* **DATA LISTING**:
# # # # #

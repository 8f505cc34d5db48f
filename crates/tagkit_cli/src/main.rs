use std::process::ExitCode;

use clap::Parser;
use tagkit_cli::{Args, init_logger, run};

fn main() -> ExitCode {
    let args = Args::parse();
    init_logger(args.log_level());

    match run(&args) {
        Ok(report) => {
            println!("Done! Expanded sheet written → {}", report.file_out.display());
            println!("{report}");
            ExitCode::SUCCESS
        }
        Err(err) => {
            eprintln!("error: {err:#}");
            ExitCode::from(1)
        }
    }
}
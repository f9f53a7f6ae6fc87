// src/error.rs

use std::path::PathBuf;

use thiserror::Error;

type BoxedSource = Box<dyn std::error::Error + Send + Sync + 'static>;

/// Failure kinds surfaced by the extraction pipeline and its collaborators.
///
/// Per-table and per-row problems are not errors: a table without a header
/// is skipped, a bad data row is dropped. Only an empty aggregate, a bad
/// argument, or a collaborator failure reaches the caller.
#[derive(Debug, Error)]
pub enum RosterError {
    /// A path or argument was unusable before extraction began.
    #[error("invalid input: {0}")]
    InvalidInput(String),

    /// All tables were processed and nothing extractable remained.
    #[error("no usable rows found in any table")]
    NoRecords,

    #[error("failed to read tables from {path}")]
    Ingestion {
        path: PathBuf,
        #[source]
        source: BoxedSource,
    },

    #[error("failed to write records to {path}")]
    Serialization {
        path: PathBuf,
        #[source]
        source: BoxedSource,
    },
}

impl RosterError {
    pub fn ingestion(path: impl Into<PathBuf>, source: impl Into<BoxedSource>) -> Self {
        RosterError::Ingestion {
            path: path.into(),
            source: source.into(),
        }
    }

    pub fn serialization(path: impl Into<PathBuf>, source: impl Into<BoxedSource>) -> Self {
        RosterError::Serialization {
            path: path.into(),
            source: source.into(),
        }
    }
}
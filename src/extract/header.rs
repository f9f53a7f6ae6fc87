use crate::constants::{BIRTH_DATE_KEYWORDS, GIVEN_NAME_KEYWORDS, SURNAME_KEYWORDS};

/// The three semantic fields a roster table must expose.
/// Declared in resolution order: a header cell whose text matches several
/// keyword sets binds only the earliest unresolved field.
#[derive(Debug, Clone, Copy, PartialEq, Eq)]
pub enum RosterField {
    Surname,
    GivenName,
    BirthDate,
}

impl RosterField {
    pub const ALL: [RosterField; 3] = [
        RosterField::Surname,
        RosterField::GivenName,
        RosterField::BirthDate,
    ];
}

/// Keyword sets recognizing each field's header cell.
#[derive(Debug, Clone, Copy)]
pub struct KeywordTable {
    pub surname: &'static [&'static str],
    pub given_name: &'static [&'static str],
    pub birth_date: &'static [&'static str],
}

impl KeywordTable {
    fn keywords(&self, field: RosterField) -> &'static [&'static str] {
        match field {
            RosterField::Surname => self.surname,
            RosterField::GivenName => self.given_name,
            RosterField::BirthDate => self.birth_date,
        }
    }
}

/// Roster vocabulary as found in the source documents.
impl Default for KeywordTable {
    fn default() -> Self {
        KeywordTable {
            surname: SURNAME_KEYWORDS,
            given_name: GIVEN_NAME_KEYWORDS,
            birth_date: BIRTH_DATE_KEYWORDS,
        }
    }
}

/// Column indices for the three required fields within one table.
///
/// Derived once from the header row, then reused for every following data
/// row. All three fields are present by construction, and the indices are
/// distinct because a header cell binds at most one field.
#[derive(Debug, Clone, Copy, PartialEq, Eq)]
pub struct ColumnMapping {
    pub surname: usize,
    pub given_name: usize,
    pub birth_date: usize,
}

impl ColumnMapping {
    /// Highest column index a data row must cover.
    pub fn max_index(&self) -> usize {
        self.surname.max(self.given_name).max(self.birth_date)
    }
}

/// Decide whether `row` is a header row for all three fields.
///
/// Cells are scanned in order and lower-cased; the first cell containing a
/// keyword of a still-unresolved field binds that field to its index. First
/// occurrence wins per field, and each cell binds at most one field.
pub fn match_header_row(row: &[String], keywords: &KeywordTable) -> Option<ColumnMapping> {
    let mut bound: [Option<usize>; 3] = [None; 3];
    for (cell_index, cell) in row.iter().enumerate() {
        let lowered = cell.to_lowercase();
        for (slot, field) in RosterField::ALL.iter().enumerate() {
            if bound[slot].is_some() {
                continue;
            }
            if keywords.keywords(*field).iter().any(|kw| lowered.contains(kw)) {
                bound[slot] = Some(cell_index);
                break;
            }
        }
    }
    match bound {
        [Some(surname), Some(given_name), Some(birth_date)] => Some(ColumnMapping {
            surname,
            given_name,
            birth_date,
        }),
        _ => None,
    }
}

/// Locate the first header row in `table`, scanning from row 0 downward.
///
/// Roster documents often carry decorative or blank leading rows, so the
/// scan runs the full table depth. Returns the mapping plus the header row
/// index, or `None` when no row qualifies (empty tables included).
pub fn resolve_table(
    table: &[Vec<String>],
    keywords: &KeywordTable,
) -> Option<(ColumnMapping, usize)> {
    table
        .iter()
        .enumerate()
        .find_map(|(index, row)| match_header_row(row, keywords).map(|mapping| (mapping, index)))
}
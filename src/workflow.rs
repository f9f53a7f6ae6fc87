// src/workflow.rs

use std::fs;
use std::path::{Path, PathBuf};

use tracing::info;

use crate::error::RosterError;
use crate::extract::tables_to_records;
use crate::ingest::source_for_path;
use crate::output::write_records;

/// Convert one roster document into a CSV of validated records.
///
/// Validates both paths, picks the ingestion strategy from the input
/// extension, runs the extraction pipeline and writes the CSV. Single
/// attempt, fail fast: nothing here retries.
pub fn convert(input: &Path, output: &Path) -> Result<PathBuf, RosterError> {
    validate_output_path(output)?;
    ensure_parent_dir(output)?;

    let extraction = source_for_path(input).read_tables(input)?;
    info!(
        source = %extraction.source.display(),
        tables = extraction.tables.len(),
        "tables ingested"
    );

    let records = tables_to_records(&extraction.tables)?;
    info!(records = records.len(), "records extracted");

    write_records(output, &records)?;
    Ok(output.to_path_buf())
}

fn validate_output_path(output: &Path) -> Result<(), RosterError> {
    let is_csv = output
        .extension()
        .map_or(false, |ext| ext.eq_ignore_ascii_case("csv"));
    if !is_csv {
        return Err(RosterError::InvalidInput(format!(
            "output must have a .csv extension: {}",
            output.display()
        )));
    }
    if output.is_dir() {
        return Err(RosterError::InvalidInput(format!(
            "output path is a directory: {}",
            output.display()
        )));
    }
    Ok(())
}

fn ensure_parent_dir(output: &Path) -> Result<(), RosterError> {
    let Some(parent) = output.parent() else {
        return Ok(());
    };
    if parent.as_os_str().is_empty() {
        return Ok(());
    }
    if parent.exists() && !parent.is_dir() {
        return Err(RosterError::InvalidInput(format!(
            "output parent is not a directory: {}",
            parent.display()
        )));
    }
    fs::create_dir_all(parent).map_err(|err| RosterError::serialization(output, err))
}
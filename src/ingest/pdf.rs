use std::path::Path;

use tracing::{debug, info};

use crate::error::RosterError;
use crate::ingest::{is_pdf_path, text::tables_from_text, TableSource};
use crate::types::Extraction;

/// Reads a roster PDF by flattening each page to text and re-splitting the
/// lines into tables.
///
/// Layout-aware table detection is out of scope: typed rosters come out of
/// `pdf_extract` one line per row, which the shared splitter handles. Each
/// page break in the extracted text shows up as a blank line, so per-page
/// tables stay independent.
pub struct PdfSource;

impl TableSource for PdfSource {
    fn read_tables(&self, path: &Path) -> Result<Extraction, RosterError> {
        validate_pdf_path(path)?;
        let text =
            pdf_extract::extract_text(path).map_err(|err| RosterError::ingestion(path, err))?;
        debug!(chars = text.len(), "pdf text extracted");
        let tables = tables_from_text(&text);
        if tables.is_empty() {
            return Err(RosterError::InvalidInput(format!(
                "no tables detected in {}",
                path.display()
            )));
        }
        info!(tables = tables.len(), "pdf tables detected");
        Ok(Extraction {
            source: path.to_path_buf(),
            tables,
        })
    }
}

fn validate_pdf_path(path: &Path) -> Result<(), RosterError> {
    if !is_pdf_path(path) {
        return Err(RosterError::InvalidInput(format!(
            "expected a .pdf input, got {}",
            path.display()
        )));
    }
    if !path.is_file() {
        return Err(RosterError::InvalidInput(format!(
            "input file not found: {}",
            path.display()
        )));
    }
    Ok(())
}
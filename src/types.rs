// src/types.rs

use std::path::PathBuf;

use serde::{Deserialize, Serialize};

/// One detected or inferred table: ordered rows of string cells.
/// No rectangularity guarantee; rows may be empty or ragged.
pub type Table = Vec<Vec<String>>;

/// One validated roster entry, ready for CSV serialization.
/// Field order here is the CSV column order.
#[derive(Debug, Clone, PartialEq, Eq, Serialize, Deserialize)]
pub struct Record {
    pub surname: String,
    pub given_name: String,
    /// Canonical ISO 8601 calendar date, `YYYY-MM-DD`.
    pub birth_date: String,
}

/// Tables read from one source document, with provenance.
#[derive(Debug)]
pub struct Extraction {
    pub source: PathBuf,
    pub tables: Vec<Table>,
}
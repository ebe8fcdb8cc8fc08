//! Testing utilities and mock implementations for E2E tests.
//!
//! This module provides mock implementations of the external service
//! traits, allowing aggregation, batch and server tests to run without
//! real marketplaces or model endpoints.

mod mock_catalog;
mod mock_insight;
mod mock_source;

pub use mock_catalog::MockCatalog;
pub use mock_insight::MockInsight;
pub use mock_source::MockSource;

/// Test fixtures and helper functions.
pub mod fixtures {
    use crate::listing::{Condition, Listing};
    use crate::resolver::CatalogRecord;

    /// Create a test listing with reasonable defaults.
    pub fn listing(source: &str, title: &str, price: f64) -> Listing {
        let mut listing = Listing::new(source, price);
        listing.title = title.to_string();
        listing.condition = Condition::Good;
        listing.seller_rating = 4.5;
        listing.link = format!("https://example.com/{}", title.replace(' ', "-"));
        listing
    }

    /// Create a test catalog record with reasonable defaults.
    pub fn catalog_record(title: &str) -> CatalogRecord {
        CatalogRecord {
            title: title.to_string(),
            authors: vec!["Test Author".to_string()],
            year: "1900".to_string(),
            publisher: "Test House".to_string(),
            description: "A test record.".to_string(),
            image: None,
            category: "Fiction".to_string(),
            preview_link: None,
        }
    }
}
//! Metrics middleware for API routes.

use axum::{body::Body, http::Request, middleware::Next, response::Response};
use std::time::Instant;

use crate::metrics::{
    normalize_path, HTTP_REQUESTS_IN_FLIGHT, HTTP_REQUESTS_TOTAL, HTTP_REQUEST_DURATION,
};

/// Metrics middleware that tracks HTTP request duration and counts.
///
/// This middleware records:
/// - Request duration (histogram)
/// - Request count (counter)
/// - Requests in flight (gauge)
pub async fn metrics_middleware(request: Request<Body>, next: Next) -> Response {
    let start = Instant::now();
    let method = request.method().to_string();
    let path = normalize_path(request.uri().path());

    HTTP_REQUESTS_IN_FLIGHT.inc();

    let response = next.run(request).await;

    HTTP_REQUESTS_IN_FLIGHT.dec();

    let duration = start.elapsed().as_secs_f64();
    let status = response.status().as_u16().to_string();

    HTTP_REQUEST_DURATION
        .with_label_values(&[&method, &path, &status])
        .observe(duration);
    HTTP_REQUESTS_TOTAL
        .with_label_values(&[&method, &path, &status])
        .inc();

    response
}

# # # # #

* **WHAT IS BEING ASKED**: Starting with the first line of the listing above, copy each line exactly until you have copied the line containing "Expanded sheet written". Stop there.

* **SOLUTION BELOW**:
repository 8f505cc34d5db48f
filename crates/tagkit_cli/src/main.rs
use std::process::ExitCode;

use clap::Parser;
use tagkit_cli::{Args, init_logger, run};

fn main() -> ExitCode {
    let args = Args::parse();
    init_logger(args.log_level());

    match run(&args) {
        Ok(report) => {
            println!("Done! Expanded sheet written → {}", report.file_out.display());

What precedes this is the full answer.